The Blood
of Elephants
The kind of things
that get attached to culture as human life rolls along is astounding.
Take elephants, for example, without whom one can’t talk about
Malayali culture. The practice of capturing wild elephants and domesticating
them is age-old in Kerala. There is even an ancient Sanskrit guide to
the art of elephant-keeping. Malayali traditionalists revel in elephant
lore. There are legendary names in the history of captive elephants
which Malayalis mention with reverence. Surprisingly, most of Kerala
elephants are of non-Malayali origin! They are mostly from Bihar and
Orissa, leading to a lot of linguistic problems if they have been trained
in Hindi. Elephants have to unlearn all the Hindi and start learning
orders in dear Malayalam. With that, they enter Kerala’s cultural
mainstream.
Elephants, fed up with
ill-treatment, often kill the mahout and run amok in Kerala |
What do the elephants
do? Except for a few lucky ones kept by rich temples or wealthy individuals,
the rest work their bottoms off, often in miserable conditions, brutalised
by drunk or sadistic mahouts, and are underfed. Inhuman treatment is
meted out to them. It is common in Kerala that elephants, fed up with
ill-treatment, kill the mahout and run amok. They are then labelled
‘mad’ and are tortured.
Yet, Malayali cultural
doublespeak romanticises the elephant as if the unfortunate prisoner
is the chief symbol of our sacred tradition.
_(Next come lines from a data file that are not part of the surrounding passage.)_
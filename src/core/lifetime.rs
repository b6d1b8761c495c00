//! Lifetime tracking for active mitigations.
//!
//! [`ActiveMitigationRegistry`] is the single owner of the in-memory set of
//! live scope instances and of the queue of terminated instances waiting to
//! be reaped. The engine and the [`LifetimeSweeper`] share it by `Arc`.

use std::collections::{BTreeSet, HashMap};
use std::sync::Arc;
use std::time::Duration;

use chrono::{DateTime, Utc};
use log::{debug, error, info, warn};
use tokio::sync::{watch, Mutex};
use tokio::task::JoinHandle;
use tokio::time;

use crate::core::engine::MitigationEngine;
use crate::core::scope::{MitigationScope, ScopeInstanceId, INDEFINITE_LIFETIME};
use crate::core::store::{MitigationScopeStore, StoreError};
use crate::utils::elapsed_seconds;

/// Lifetime bookkeeping for one live scope instance
#[derive(Debug, Clone, PartialEq)]
pub struct ActiveMitigationEntry {
    pub scope_instance_id: ScopeInstanceId,
    pub lifetime: i64,
    pub last_modified_at: DateTime<Utc>,
}

impl ActiveMitigationEntry {
    pub fn from_scope(scope: &MitigationScope) -> Self {
        Self {
            scope_instance_id: scope.scope_instance_id,
            lifetime: scope.lifetime,
            last_modified_at: scope.last_modified_at,
        }
    }

    pub fn remaining(&self, now: DateTime<Utc>) -> i64 {
        self.lifetime - elapsed_seconds(self.last_modified_at, now)
    }

    pub fn is_expired(&self, now: DateTime<Utc>) -> bool {
        self.lifetime != INDEFINITE_LIFETIME && self.remaining(now) <= 0
    }
}

#[derive(Default)]
struct RegistryState {
    active: HashMap<ScopeInstanceId, ActiveMitigationEntry>,
    pending_reap: BTreeSet<ScopeInstanceId>,
    closed: bool,
}

/// Mutex-guarded registry of live and to-be-reaped scope instances
#[derive(Default)]
pub struct ActiveMitigationRegistry {
    state: Mutex<RegistryState>,
}

impl ActiveMitigationRegistry {
    pub fn new() -> Self {
        Self::default()
    }

    /// Seed the registry from the store.
    ///
    /// Every non-terminated scope is tracked; terminated leftovers from a
    /// previous run are queued for reaping. Returns the number of tracked scopes.
    pub async fn init(&self, store: &dyn MitigationScopeStore) -> Result<usize, StoreError> {
        let active = store.get_all_active().await?;
        let terminated = store.get_all_terminated().await?;

        let mut state = self.state.lock().await;
        state.closed = false;
        for scope in &active {
            state
                .active
                .insert(scope.scope_instance_id, ActiveMitigationEntry::from_scope(scope));
        }
        for scope in &terminated {
            state.pending_reap.insert(scope.scope_instance_id);
        }
        info!(
            "Lifetime registry initialized: {} active, {} awaiting reap",
            active.len(),
            terminated.len()
        );
        Ok(state.active.len())
    }

    /// Track a scope or refresh its lifetime
    pub async fn upsert(&self, scope: &MitigationScope) {
        let mut state = self.state.lock().await;
        if state.closed {
            debug!("Registry closed, not tracking scope instance {}", scope.scope_instance_id);
            return;
        }
        state
            .active
            .insert(scope.scope_instance_id, ActiveMitigationEntry::from_scope(scope));
    }

    pub async fn remove(&self, id: ScopeInstanceId) -> bool {
        self.state.lock().await.active.remove(&id).is_some()
    }

    pub async fn get(&self, id: ScopeInstanceId) -> Option<ActiveMitigationEntry> {
        self.state.lock().await.active.get(&id).cloned()
    }

    /// Ids of tracked scopes whose lifetime has run out
    pub async fn expired(&self, now: DateTime<Utc>) -> Vec<ScopeInstanceId> {
        let state = self.state.lock().await;
        let mut ids: Vec<ScopeInstanceId> = state
            .active
            .values()
            .filter(|entry| entry.is_expired(now))
            .map(|entry| entry.scope_instance_id)
            .collect();
        ids.sort_unstable();
        ids
    }

    pub async fn schedule_reap(&self, id: ScopeInstanceId) {
        let mut state = self.state.lock().await;
        if !state.closed {
            state.pending_reap.insert(id);
        }
    }

    pub async fn pending_reaps(&self) -> Vec<ScopeInstanceId> {
        self.state.lock().await.pending_reap.iter().copied().collect()
    }

    pub async fn reap_done(&self, id: ScopeInstanceId) {
        self.state.lock().await.pending_reap.remove(&id);
    }

    pub async fn len(&self) -> usize {
        self.state.lock().await.active.len()
    }

    pub async fn is_empty(&self) -> bool {
        self.len().await == 0
    }

    /// Drop all tracking state and refuse further registrations until `init`
    pub async fn shutdown(&self) {
        let mut state = self.state.lock().await;
        state.active.clear();
        state.pending_reap.clear();
        state.closed = true;
        info!("Lifetime registry shut down");
    }
}

/// Counts of one sweep pass
#[derive(Debug, Clone, Copy, Default, PartialEq, Eq)]
pub struct SweepReport {
    pub terminated: usize,
    pub reaped: usize,
}

/// Background loop driving expired scopes to Terminated and reaping them
pub struct LifetimeSweeper {
    engine: Arc<MitigationEngine>,
    interval: Duration,
}

impl LifetimeSweeper {
    pub fn new(engine: Arc<MitigationEngine>, interval: Duration) -> Self {
        Self { engine, interval }
    }

    /// Spawn the loop on the current runtime
    pub fn spawn(self) -> SweeperHandle {
        let (shutdown_tx, shutdown_rx) = watch::channel(false);
        let join = tokio::spawn(self.run(shutdown_rx));
        SweeperHandle { shutdown_tx, join }
    }

    /// Run until the shutdown flag flips or its sender is dropped
    pub async fn run(self, mut shutdown: watch::Receiver<bool>) {
        info!("Starting lifetime sweeper (interval {:?})", self.interval);
        let mut interval = time::interval(self.interval);

        loop {
            tokio::select! {
                _ = interval.tick() => {
                    let report = self.sweep_once(Utc::now()).await;
                    if report != SweepReport::default() {
                        info!(
                            "Sweep terminated {} and reaped {} mitigations",
                            report.terminated, report.reaped
                        );
                    }
                }
                changed = shutdown.changed() => {
                    if changed.is_err() || *shutdown.borrow() {
                        break;
                    }
                }
            }
        }
        info!("Lifetime sweeper stopped");
    }

    /// One pass: terminate expired scopes, then reap everything pending.
    pub async fn sweep_once(&self, now: DateTime<Utc>) -> SweepReport {
        let mut report = SweepReport::default();
        let registry = self.engine.registry();

        let expired = registry.expired(now).await;
        debug!("Sweep tick: {} expired", expired.len());
        for id in expired {
            match self.engine.terminate(id).await {
                Ok(true) => report.terminated += 1,
                Ok(false) => debug!("Scope instance {} already gone", id),
                Err(e) => error!("Failed to terminate scope instance {}: {}", id, e),
            }
        }

        for id in registry.pending_reaps().await {
            match self.engine.reap(id).await {
                Ok(true) => report.reaped += 1,
                Ok(false) => {}
                Err(e) => warn!("Reap of scope instance {} deferred: {}", id, e),
            }
        }
        report
    }
}

/// Handle to a spawned sweeper
pub struct SweeperHandle {
    shutdown_tx: watch::Sender<bool>,
    join: JoinHandle<()>,
}

impl SweeperHandle {
    pub async fn shutdown(self) {
        if self.shutdown_tx.send(true).is_err() {
            debug!("Sweeper already stopped");
        }
        if let Err(e) = self.join.await {
            error!("Sweeper task failed: {}", e);
        }
    }
}

#[cfg(test)]
mod tests {
    use super::*;
    use crate::core::scope::{MitigationStatus, ScopeInput};
    use crate::core::store::InMemoryScopeStore;
    use chrono::Duration as ChronoDuration;

    fn scope(lifetime: i64) -> MitigationScope {
        let input = ScopeInput {
            mitigation_id: 1,
            target_prefix: vec!["192.0.2.0/24".to_string()],
            lifetime: Some(lifetime),
            ..Default::default()
        };
        MitigationScope::from_input(1, "c", None, &input, Utc::now()).unwrap()
    }

    #[tokio::test]
    async fn test_expired_respects_indefinite_lifetime() {
        let registry = ActiveMitigationRegistry::new();
        let mut short = scope(2);
        short.scope_instance_id = 1;
        let mut forever = scope(INDEFINITE_LIFETIME);
        forever.scope_instance_id = 2;
        registry.upsert(&short).await;
        registry.upsert(&forever).await;

        let now = Utc::now();
        assert!(registry.expired(now).await.is_empty());
        assert_eq!(registry.expired(now + ChronoDuration::seconds(2)).await, vec![1]);
        assert_eq!(registry.expired(now + ChronoDuration::days(1000)).await, vec![1]);
    }

    #[tokio::test]
    async fn test_upsert_refreshes_lifetime() {
        let registry = ActiveMitigationRegistry::new();
        let mut tracked = scope(5);
        tracked.scope_instance_id = 3;
        registry.upsert(&tracked).await;

        tracked.lifetime = 120;
        registry.upsert(&tracked).await;
        assert_eq!(registry.len().await, 1);
        assert_eq!(registry.get(3).await.unwrap().lifetime, 120);
    }

    #[tokio::test]
    async fn test_init_seeds_active_and_pending_reaps() {
        let store = InMemoryScopeStore::new();
        let live = store.create(&scope(60)).await.unwrap();
        let dead = store.create(&scope(60)).await.unwrap();
        let mut terminated = store.get_by_instance(dead).await.unwrap().unwrap();
        terminated.status = MitigationStatus::Terminated;
        store.update(&terminated).await.unwrap();

        let registry = ActiveMitigationRegistry::new();
        assert_eq!(registry.init(&store).await.unwrap(), 1);
        assert!(registry.get(live).await.is_some());
        assert_eq!(registry.pending_reaps().await, vec![dead]);

        registry.reap_done(dead).await;
        assert!(registry.pending_reaps().await.is_empty());
    }

    #[tokio::test]
    async fn test_shutdown_refuses_new_entries() {
        let registry = ActiveMitigationRegistry::new();
        let mut tracked = scope(5);
        tracked.scope_instance_id = 1;
        registry.upsert(&tracked).await;
        registry.shutdown().await;
        assert!(registry.is_empty().await);

        registry.upsert(&tracked).await;
        registry.schedule_reap(1).await;
        assert!(registry.is_empty().await);
        assert!(registry.pending_reaps().await.is_empty());
    }
}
This is achieved by the
pride of place given to elephants in temple festivals, especially the
Thrissoor Pooram, where the parade of decorated elephants is indeed
a sight to be seen. Christians and Muslims also use elephants to make
their gods happy. The plain fact is that paraded elephants have to go
through hell to please God and man. They are brought from hundreds of
kilometres away, walking on the near-boiling roads, some killed or wounded
by the traffic. They are also brought in trucks and every year a few
trucks overturn. They are made to line up without moving anything other
than their tails and ears, in an ear-splitting circus of massed percussion,
followed by, believe me, the most terrifying fireworks whose explosions
are proudly referred to as garbham-kalakki — capable of triggering
abortion. Then it’s back to the grind, till the next festival.
Or till tourism’s elephant-mela calls. Here, they also have to
run races!
The whole thing
is bizzare. It’s like Hitler holding up Jewish victims as a shining
symbol of culture. Or Americans of the slavery days romanticising the
Blacks with holy lore and hanging them up from the next tree. A few
voices are occasionally heard in protest. But nobody dares to do away
with the slavery. Environmentalists hit the roof about forests, but
close their eyes to the heartless enslavement of a great citizen of
the forest. Hypocrisy about elephants comes naturally to the media,
the intellectuals, priests, politicians, et al. Because, it’s
culture, stupid! And it’s holy! What if a few elephants shed blood?
Long live Malayali culture!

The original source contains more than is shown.